* Information provided
*** Begin section ***
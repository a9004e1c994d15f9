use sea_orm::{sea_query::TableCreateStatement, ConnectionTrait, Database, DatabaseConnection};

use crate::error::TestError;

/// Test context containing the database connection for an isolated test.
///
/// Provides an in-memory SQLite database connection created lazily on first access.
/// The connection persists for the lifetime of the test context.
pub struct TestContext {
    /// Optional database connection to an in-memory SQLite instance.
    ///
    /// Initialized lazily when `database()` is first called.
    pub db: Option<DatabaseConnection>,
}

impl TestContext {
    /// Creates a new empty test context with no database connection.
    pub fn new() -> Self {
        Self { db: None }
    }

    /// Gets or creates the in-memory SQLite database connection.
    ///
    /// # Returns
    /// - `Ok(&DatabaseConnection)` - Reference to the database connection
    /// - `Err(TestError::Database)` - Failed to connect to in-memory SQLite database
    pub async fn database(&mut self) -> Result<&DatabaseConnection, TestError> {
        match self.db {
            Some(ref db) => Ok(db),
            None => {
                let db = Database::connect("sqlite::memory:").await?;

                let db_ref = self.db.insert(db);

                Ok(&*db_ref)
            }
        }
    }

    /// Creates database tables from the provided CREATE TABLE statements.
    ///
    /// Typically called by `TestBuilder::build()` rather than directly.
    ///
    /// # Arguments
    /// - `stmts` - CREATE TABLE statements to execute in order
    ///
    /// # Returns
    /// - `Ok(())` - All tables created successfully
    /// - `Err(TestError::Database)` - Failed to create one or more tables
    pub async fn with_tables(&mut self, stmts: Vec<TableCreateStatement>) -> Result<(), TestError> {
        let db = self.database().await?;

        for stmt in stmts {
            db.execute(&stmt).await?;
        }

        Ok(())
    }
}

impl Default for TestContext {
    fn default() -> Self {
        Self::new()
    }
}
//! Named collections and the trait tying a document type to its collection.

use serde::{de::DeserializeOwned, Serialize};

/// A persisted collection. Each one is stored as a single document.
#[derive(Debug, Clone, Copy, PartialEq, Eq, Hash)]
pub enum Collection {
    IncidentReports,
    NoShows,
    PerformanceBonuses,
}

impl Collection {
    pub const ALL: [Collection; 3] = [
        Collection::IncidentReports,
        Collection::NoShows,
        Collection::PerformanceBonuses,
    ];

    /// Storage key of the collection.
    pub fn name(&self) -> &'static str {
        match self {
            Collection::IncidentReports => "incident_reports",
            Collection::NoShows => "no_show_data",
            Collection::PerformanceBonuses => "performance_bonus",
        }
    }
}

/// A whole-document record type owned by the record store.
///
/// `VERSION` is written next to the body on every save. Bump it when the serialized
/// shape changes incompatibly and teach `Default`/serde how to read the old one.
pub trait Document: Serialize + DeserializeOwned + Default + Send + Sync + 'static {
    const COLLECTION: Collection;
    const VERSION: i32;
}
*** End section ***
*** Begin section ***
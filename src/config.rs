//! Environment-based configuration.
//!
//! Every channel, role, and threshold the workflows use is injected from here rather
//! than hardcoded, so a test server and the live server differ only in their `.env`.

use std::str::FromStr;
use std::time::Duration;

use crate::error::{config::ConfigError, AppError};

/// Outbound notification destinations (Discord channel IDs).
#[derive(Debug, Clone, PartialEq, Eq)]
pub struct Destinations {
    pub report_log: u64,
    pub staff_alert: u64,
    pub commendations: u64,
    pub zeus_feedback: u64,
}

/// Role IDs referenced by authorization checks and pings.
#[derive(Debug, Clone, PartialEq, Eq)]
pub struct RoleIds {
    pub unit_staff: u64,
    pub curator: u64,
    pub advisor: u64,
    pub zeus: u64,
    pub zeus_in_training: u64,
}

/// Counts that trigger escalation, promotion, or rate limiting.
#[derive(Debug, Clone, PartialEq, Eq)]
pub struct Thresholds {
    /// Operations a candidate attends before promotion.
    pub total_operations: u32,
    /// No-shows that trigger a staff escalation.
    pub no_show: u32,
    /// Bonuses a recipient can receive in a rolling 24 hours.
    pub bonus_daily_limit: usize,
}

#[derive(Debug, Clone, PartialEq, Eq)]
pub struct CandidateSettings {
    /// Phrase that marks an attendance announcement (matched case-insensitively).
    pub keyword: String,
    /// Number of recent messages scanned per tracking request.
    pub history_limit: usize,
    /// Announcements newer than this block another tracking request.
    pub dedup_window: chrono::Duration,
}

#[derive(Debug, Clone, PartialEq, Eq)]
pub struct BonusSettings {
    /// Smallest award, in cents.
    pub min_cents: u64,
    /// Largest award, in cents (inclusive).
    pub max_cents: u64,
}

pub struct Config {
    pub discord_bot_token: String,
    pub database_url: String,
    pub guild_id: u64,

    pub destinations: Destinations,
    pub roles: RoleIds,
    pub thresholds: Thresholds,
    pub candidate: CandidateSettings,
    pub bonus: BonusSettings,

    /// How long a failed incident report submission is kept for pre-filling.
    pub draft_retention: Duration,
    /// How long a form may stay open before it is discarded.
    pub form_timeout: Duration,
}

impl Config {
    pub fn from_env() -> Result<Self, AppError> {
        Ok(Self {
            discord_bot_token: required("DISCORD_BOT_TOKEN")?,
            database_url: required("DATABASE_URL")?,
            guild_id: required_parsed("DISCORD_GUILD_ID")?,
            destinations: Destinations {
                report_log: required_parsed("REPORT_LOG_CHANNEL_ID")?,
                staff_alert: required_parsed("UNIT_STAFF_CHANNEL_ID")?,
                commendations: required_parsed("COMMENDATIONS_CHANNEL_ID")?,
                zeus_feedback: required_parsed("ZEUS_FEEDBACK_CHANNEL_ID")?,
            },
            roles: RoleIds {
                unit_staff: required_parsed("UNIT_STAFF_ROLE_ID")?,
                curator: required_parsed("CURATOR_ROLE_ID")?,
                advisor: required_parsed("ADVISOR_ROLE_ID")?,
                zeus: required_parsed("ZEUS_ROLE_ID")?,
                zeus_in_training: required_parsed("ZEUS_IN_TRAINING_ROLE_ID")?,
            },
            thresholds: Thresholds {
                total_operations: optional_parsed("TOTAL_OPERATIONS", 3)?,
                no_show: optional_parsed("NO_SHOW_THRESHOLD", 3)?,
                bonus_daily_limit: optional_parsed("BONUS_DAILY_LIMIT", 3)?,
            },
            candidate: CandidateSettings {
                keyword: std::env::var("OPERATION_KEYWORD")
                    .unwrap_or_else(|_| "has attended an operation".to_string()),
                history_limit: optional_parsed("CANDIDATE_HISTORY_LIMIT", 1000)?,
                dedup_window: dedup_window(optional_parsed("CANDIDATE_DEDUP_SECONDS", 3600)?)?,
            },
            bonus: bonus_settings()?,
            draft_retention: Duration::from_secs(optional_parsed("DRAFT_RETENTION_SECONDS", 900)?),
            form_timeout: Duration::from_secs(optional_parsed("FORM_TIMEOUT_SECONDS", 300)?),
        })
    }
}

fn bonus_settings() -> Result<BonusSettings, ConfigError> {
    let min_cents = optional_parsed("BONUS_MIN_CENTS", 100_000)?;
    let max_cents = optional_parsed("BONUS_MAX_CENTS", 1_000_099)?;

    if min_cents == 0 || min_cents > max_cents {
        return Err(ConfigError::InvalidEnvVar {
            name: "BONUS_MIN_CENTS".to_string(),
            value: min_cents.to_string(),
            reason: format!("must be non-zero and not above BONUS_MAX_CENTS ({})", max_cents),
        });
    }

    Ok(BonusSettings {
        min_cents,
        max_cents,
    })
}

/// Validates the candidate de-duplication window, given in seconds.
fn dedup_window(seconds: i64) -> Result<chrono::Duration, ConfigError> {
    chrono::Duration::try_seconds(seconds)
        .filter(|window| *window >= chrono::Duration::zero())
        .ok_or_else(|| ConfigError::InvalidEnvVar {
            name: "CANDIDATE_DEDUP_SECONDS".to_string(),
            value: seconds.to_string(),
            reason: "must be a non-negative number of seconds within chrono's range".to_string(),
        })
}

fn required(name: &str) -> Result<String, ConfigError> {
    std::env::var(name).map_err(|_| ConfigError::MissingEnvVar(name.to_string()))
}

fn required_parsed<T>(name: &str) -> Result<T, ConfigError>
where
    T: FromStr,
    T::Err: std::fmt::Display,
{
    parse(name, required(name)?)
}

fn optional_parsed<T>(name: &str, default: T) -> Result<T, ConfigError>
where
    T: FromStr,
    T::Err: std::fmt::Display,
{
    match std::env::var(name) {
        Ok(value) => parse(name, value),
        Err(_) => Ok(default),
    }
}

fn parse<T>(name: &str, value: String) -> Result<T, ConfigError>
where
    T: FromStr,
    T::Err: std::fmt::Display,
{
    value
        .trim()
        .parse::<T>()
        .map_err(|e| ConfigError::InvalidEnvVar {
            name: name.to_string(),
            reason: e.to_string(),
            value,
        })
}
*** End section ***
*** Begin section ***
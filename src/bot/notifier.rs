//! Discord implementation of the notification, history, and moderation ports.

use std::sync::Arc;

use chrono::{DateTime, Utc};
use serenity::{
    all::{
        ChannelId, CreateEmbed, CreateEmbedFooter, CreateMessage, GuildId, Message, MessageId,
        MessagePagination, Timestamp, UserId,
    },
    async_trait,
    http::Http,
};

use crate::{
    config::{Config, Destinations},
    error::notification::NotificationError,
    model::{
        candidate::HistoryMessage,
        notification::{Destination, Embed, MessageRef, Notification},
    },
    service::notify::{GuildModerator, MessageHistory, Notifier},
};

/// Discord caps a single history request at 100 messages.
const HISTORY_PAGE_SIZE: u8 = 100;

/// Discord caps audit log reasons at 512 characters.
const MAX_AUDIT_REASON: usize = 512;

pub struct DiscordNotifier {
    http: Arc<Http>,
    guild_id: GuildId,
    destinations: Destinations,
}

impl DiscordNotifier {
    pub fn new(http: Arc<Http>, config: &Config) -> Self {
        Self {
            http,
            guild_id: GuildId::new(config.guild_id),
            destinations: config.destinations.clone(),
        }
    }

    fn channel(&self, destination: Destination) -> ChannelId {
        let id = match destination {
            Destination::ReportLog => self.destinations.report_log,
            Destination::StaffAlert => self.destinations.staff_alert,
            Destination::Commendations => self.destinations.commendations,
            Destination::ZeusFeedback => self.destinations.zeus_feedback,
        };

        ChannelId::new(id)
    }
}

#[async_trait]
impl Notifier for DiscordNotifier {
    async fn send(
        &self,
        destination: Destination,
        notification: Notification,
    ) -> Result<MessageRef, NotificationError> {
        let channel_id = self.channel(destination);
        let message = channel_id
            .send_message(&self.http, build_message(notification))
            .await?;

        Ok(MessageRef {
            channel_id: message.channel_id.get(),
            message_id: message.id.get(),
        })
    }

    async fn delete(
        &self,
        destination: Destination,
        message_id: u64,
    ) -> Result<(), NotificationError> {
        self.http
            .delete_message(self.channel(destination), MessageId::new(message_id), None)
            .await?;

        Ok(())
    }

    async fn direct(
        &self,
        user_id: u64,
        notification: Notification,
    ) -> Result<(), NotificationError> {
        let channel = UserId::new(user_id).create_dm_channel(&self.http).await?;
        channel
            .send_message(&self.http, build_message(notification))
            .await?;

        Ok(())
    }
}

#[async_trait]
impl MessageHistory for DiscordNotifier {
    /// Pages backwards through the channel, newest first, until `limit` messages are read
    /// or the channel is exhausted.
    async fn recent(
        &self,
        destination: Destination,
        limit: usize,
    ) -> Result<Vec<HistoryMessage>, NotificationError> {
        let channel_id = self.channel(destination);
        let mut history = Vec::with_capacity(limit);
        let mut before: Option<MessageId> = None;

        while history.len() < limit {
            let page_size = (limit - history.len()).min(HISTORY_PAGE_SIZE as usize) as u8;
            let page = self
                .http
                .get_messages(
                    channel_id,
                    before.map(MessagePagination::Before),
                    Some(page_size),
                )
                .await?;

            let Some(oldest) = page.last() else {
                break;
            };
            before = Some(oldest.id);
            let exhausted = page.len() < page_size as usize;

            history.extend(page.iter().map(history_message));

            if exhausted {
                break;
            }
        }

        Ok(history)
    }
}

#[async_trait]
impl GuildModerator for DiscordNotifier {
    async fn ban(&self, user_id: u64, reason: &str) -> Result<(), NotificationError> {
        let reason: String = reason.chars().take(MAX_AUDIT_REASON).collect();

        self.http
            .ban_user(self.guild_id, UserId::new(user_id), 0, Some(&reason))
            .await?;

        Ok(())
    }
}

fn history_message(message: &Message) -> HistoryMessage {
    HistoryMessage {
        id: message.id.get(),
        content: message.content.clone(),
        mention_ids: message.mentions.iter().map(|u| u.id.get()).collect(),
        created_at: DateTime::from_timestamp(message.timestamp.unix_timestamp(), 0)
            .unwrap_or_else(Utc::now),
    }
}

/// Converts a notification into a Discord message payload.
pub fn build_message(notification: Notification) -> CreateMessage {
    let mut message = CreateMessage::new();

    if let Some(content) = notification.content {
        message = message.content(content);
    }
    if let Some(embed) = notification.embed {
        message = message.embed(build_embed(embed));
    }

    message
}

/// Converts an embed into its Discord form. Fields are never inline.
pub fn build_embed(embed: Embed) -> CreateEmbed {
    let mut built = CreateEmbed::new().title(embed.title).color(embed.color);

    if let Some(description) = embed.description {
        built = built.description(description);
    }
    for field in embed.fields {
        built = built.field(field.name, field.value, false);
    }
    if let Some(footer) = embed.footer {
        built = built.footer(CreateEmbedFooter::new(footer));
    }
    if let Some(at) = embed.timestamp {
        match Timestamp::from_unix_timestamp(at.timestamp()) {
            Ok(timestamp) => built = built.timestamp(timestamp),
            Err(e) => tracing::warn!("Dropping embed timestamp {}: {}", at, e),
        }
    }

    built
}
*** End section ***
* Instructions to follow
Please filter the entries above down to the lines holding "AppError" and copy them.

* Result of the exercise
use crate::error::{config::ConfigError, AppError};
    pub fn from_env() -> Result<Self, AppError> {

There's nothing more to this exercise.